Cheguei a cozinha e o cantorzinho estava lá procurando alguma coisa no armário, seus cabelos estavam molhados e ele vestia só uma calça moletom deixando sua barriga de fora, qual é? ele só sabe andar assim agora?. Desviei o olhar do mesmo e fui até o forno olhar minha lasanha, parecia que já estava boa. Desliguei o fogo e a tirei de lá colocando-a em cima da mesa, o seu cheiro inalou em toda a cozinha, ela estava perfeita.

— O que é isso? — Ele perguntou parando ao meu lado olhando para a lasanha em cima da mesa. Idiota você vai se arrepender de ter falado que minha comida era horrível.

— Uma lasanha não esta vendo? — Disse revirando os olhos e fui até a geladeira pegar alguns tomates para dar o toque final na minha obra de arte.

Lavei os tomates e peguei uma faca voltando a mesa, Sasuke se afastou para o lado e eu comecei a cortar as rodelas de tomates as colocando por cima da lasanha. Depois de um tempo em silencio eu olhei para Sasuke que não tinha saído do meu lado, e vi que os olhos dele pareciam brilhar olhando o tomate em minhas mãos. Olhei pra ele e para o tomate umas duas vezes, coloquei a faca na mesa e tive uma ideia.

— Gosta de tomates? — Perguntei provocativa e levei o tomate a boca mordendo um pedaço e ele olhou para minha boca fixamente. Era tão engraçado a cara dele.

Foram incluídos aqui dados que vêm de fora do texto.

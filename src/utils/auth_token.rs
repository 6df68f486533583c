use chrono::{Duration, Utc};
use jsonwebtoken::{decode, encode, errors::ErrorKind, DecodingKey, EncodingKey, Header, Validation};
use serde::{Deserialize, Serialize};
use uuid::Uuid;

use crate::error::AppError;

#[derive(Debug, Clone, Serialize, Deserialize)]
pub struct Claims {
    pub sub: String,
    pub exp: usize,
    pub role: String,
    pub email: String,
}

/// Signs an HS256 token. Tokens normally come from the shared auth service;
/// this exists for tooling and tests.
pub fn issue_token(
    secret: &str,
    user_id: Uuid,
    email: &str,
    role: &str,
    ttl: Duration,
) -> Result<String, jsonwebtoken::errors::Error> {
    let expiration = (Utc::now() + ttl).timestamp().max(0);

    let claims = Claims {
        sub: user_id.to_string(),
        exp: expiration as usize,
        role: role.to_string(),
        email: email.to_string(),
    };

    encode(
        &Header::default(),
        &claims,
        &EncodingKey::from_secret(secret.as_bytes()),
    )
}

pub fn decode_token(secret: &str, token: &str) -> Result<Claims, AppError> {
    decode::<Claims>(
        token,
        &DecodingKey::from_secret(secret.as_bytes()),
        &Validation::default(),
    )
    .map(|data| data.claims)
    .map_err(|err| match err.kind() {
        ErrorKind::ExpiredSignature => AppError::TokenExpired,
        _ => AppError::InvalidToken,
    })
}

— Um que delicia — Disse fazendo uma cara satisfatória e mordi outro pedaço. 

Levei um susto quando ele pegou em minha cintura me virando para ele, o olhei de olhos arregalados e ele olhava fixamente para minha boca mordendo os lábios. Engoli o tomate nervosa e senti ele me levantar e me colocar sentada em um canto vago da mesa.

— O que você esta fazendo? — Perguntei nervosa quando o senti se aproximar do meu corpo. Ele olhou para meus olhos e aproximou o rosto do meu me fazendo sentir sua respiração descompassada.

 Meu coração estava para sair pela boca e eu não sabia o por que. Senti sua língua tocar no canto da minha boca e  estremeci, ele deu uma lambida e desceu para meus lábios dando uma mordida. 

 E quando percebi ele colou a boca na minha, quando sua língua tocou na minha me arrepiei por inteira. Logo ele começou a me beijar explorando cada canto da minha boca. Ele segurou minha cintura e me puxou para ele me beijando desesperadamente.

O beijo era tão envolvente e tão bom, nunca tinha beijado alguém dessa maneira, levei minhas mãos ao seu pescoço e puxei seus cabelos. O senti apertar minha cintura e eu arfei sentindo minha respiração falhar. Não era para isso estar acontecendo, era pra ele ficar irritado não me agarrar dessa maneira nunca mais irei provoca-lo com tomates.